* **Task goal**: What lines in the records below include the word "filename"? Return each one.

○ ○ ○ ○ ○ ○ ○

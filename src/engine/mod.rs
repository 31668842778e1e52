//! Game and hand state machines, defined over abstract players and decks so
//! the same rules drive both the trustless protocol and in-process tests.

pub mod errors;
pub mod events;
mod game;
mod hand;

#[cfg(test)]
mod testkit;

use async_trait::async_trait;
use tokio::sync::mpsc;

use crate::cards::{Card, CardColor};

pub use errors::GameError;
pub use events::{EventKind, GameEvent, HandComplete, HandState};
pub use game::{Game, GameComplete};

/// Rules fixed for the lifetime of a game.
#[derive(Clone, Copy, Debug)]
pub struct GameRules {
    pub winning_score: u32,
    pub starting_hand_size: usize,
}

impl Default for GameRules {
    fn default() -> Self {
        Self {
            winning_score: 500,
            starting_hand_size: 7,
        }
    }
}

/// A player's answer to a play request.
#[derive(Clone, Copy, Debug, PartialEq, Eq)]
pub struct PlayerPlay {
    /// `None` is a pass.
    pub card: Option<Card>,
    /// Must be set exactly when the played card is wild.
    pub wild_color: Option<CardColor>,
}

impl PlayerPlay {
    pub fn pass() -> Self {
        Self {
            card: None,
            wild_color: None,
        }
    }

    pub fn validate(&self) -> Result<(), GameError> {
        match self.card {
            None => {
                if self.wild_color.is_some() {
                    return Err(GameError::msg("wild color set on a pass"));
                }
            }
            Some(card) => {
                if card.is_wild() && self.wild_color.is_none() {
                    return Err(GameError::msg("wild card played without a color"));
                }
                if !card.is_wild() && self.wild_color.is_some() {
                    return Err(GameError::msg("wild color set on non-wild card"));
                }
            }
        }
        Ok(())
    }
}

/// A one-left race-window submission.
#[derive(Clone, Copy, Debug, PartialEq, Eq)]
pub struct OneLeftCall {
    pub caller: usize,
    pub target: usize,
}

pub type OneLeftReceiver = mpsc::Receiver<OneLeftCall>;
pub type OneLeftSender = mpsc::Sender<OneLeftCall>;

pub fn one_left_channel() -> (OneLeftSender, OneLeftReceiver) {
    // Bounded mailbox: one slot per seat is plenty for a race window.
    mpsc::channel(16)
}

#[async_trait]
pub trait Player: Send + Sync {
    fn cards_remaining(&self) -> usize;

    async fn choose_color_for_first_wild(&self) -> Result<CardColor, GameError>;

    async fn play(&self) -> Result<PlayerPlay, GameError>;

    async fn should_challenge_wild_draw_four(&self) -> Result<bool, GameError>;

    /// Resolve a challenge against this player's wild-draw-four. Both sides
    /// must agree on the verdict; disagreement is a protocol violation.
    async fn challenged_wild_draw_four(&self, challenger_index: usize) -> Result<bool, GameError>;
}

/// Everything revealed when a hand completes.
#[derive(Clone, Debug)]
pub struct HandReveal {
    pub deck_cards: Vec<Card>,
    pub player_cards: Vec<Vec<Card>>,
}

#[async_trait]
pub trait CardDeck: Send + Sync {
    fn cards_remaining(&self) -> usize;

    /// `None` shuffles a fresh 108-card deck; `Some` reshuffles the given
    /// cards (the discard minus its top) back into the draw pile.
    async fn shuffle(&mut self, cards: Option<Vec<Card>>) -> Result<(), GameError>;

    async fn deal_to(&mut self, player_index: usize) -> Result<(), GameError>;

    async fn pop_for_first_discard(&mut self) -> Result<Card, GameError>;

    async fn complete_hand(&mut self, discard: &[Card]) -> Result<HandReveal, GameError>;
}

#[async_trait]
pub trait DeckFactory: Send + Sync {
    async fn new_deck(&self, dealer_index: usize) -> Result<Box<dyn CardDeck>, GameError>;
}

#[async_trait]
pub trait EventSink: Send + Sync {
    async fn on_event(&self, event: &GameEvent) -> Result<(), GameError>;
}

○ ○ ○ ○ ○ ○ ○

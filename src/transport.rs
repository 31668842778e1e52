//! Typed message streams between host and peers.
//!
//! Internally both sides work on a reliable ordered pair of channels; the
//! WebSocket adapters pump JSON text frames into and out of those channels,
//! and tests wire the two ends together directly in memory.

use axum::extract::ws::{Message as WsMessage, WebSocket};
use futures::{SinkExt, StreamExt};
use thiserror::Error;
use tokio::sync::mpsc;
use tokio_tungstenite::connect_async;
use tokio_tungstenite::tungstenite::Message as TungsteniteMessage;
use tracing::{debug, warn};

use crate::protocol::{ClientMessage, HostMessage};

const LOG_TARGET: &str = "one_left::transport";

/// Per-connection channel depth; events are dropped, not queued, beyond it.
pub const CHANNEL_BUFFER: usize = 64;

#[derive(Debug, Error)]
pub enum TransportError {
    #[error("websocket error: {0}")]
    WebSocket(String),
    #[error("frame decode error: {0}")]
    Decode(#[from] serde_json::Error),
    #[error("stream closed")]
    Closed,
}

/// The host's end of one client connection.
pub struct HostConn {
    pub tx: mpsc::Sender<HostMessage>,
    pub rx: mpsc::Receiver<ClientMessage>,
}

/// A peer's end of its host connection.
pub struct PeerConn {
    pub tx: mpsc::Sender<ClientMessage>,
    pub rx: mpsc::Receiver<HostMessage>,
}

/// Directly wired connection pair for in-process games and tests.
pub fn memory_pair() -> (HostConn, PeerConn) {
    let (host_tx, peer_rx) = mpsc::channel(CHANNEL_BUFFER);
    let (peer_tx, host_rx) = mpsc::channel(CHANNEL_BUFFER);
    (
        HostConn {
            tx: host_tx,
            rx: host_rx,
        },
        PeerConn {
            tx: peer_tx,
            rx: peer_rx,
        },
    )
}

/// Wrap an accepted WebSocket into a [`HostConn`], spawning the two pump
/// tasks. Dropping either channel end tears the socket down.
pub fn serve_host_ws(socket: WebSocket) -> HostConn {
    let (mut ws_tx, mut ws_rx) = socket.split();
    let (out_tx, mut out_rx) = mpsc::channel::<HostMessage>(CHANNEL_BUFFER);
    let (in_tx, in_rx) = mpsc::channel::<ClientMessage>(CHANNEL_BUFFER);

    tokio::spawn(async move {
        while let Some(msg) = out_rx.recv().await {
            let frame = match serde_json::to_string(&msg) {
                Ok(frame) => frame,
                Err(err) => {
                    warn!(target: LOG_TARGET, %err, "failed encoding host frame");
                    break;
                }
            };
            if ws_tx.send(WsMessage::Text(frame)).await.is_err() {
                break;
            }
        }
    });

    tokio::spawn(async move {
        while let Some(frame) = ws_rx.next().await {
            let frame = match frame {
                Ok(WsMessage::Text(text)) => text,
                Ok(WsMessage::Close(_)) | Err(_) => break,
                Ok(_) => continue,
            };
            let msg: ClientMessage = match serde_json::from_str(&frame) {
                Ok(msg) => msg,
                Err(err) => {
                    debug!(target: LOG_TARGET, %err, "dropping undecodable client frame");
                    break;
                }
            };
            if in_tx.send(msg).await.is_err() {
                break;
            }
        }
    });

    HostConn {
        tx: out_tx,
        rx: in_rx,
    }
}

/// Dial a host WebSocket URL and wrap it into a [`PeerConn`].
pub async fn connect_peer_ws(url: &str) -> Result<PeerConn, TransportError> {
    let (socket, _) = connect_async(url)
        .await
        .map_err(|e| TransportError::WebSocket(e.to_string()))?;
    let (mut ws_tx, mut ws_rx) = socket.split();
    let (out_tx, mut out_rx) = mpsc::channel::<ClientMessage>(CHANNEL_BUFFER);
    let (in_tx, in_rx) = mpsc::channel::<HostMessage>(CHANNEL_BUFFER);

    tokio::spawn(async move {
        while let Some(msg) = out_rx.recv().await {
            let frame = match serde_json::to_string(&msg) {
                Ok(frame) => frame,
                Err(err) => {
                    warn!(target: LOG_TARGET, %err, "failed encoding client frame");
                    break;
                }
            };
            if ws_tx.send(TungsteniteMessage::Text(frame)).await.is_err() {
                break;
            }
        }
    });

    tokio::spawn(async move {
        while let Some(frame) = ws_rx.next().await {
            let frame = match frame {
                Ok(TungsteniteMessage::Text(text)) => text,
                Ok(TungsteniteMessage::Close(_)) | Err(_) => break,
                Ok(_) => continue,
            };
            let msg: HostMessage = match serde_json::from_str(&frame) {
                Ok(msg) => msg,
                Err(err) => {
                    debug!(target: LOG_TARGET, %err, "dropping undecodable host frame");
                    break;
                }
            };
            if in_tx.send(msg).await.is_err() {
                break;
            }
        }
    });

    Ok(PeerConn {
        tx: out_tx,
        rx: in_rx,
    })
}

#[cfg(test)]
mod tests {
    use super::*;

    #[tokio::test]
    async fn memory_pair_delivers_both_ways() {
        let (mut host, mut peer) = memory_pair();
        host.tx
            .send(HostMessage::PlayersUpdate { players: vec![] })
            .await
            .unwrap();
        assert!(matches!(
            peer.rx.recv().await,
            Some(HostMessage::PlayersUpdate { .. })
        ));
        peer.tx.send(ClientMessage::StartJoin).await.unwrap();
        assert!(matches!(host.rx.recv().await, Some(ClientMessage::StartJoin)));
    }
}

○ ○ ○ ○ ○ ○ ○

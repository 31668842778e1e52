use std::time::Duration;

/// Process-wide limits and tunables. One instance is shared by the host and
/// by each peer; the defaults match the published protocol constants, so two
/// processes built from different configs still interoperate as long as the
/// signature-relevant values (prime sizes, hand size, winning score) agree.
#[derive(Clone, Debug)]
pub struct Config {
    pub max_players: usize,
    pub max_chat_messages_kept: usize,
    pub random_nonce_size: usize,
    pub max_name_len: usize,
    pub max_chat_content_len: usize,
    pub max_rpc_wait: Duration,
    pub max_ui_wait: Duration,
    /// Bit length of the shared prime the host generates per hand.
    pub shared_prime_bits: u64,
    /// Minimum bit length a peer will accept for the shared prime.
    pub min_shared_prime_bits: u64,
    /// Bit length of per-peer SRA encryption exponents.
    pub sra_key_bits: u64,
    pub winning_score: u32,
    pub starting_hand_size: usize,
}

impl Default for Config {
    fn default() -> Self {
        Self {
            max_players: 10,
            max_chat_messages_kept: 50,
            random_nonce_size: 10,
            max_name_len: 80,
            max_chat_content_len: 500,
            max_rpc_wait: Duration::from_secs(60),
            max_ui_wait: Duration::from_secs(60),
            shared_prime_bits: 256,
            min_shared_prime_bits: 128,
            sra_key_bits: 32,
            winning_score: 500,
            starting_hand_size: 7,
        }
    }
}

○ ○ ○ ○ ○ ○ ○

* **Exercise solution**:
filename src/engine/mod.rs
filename src/transport.rs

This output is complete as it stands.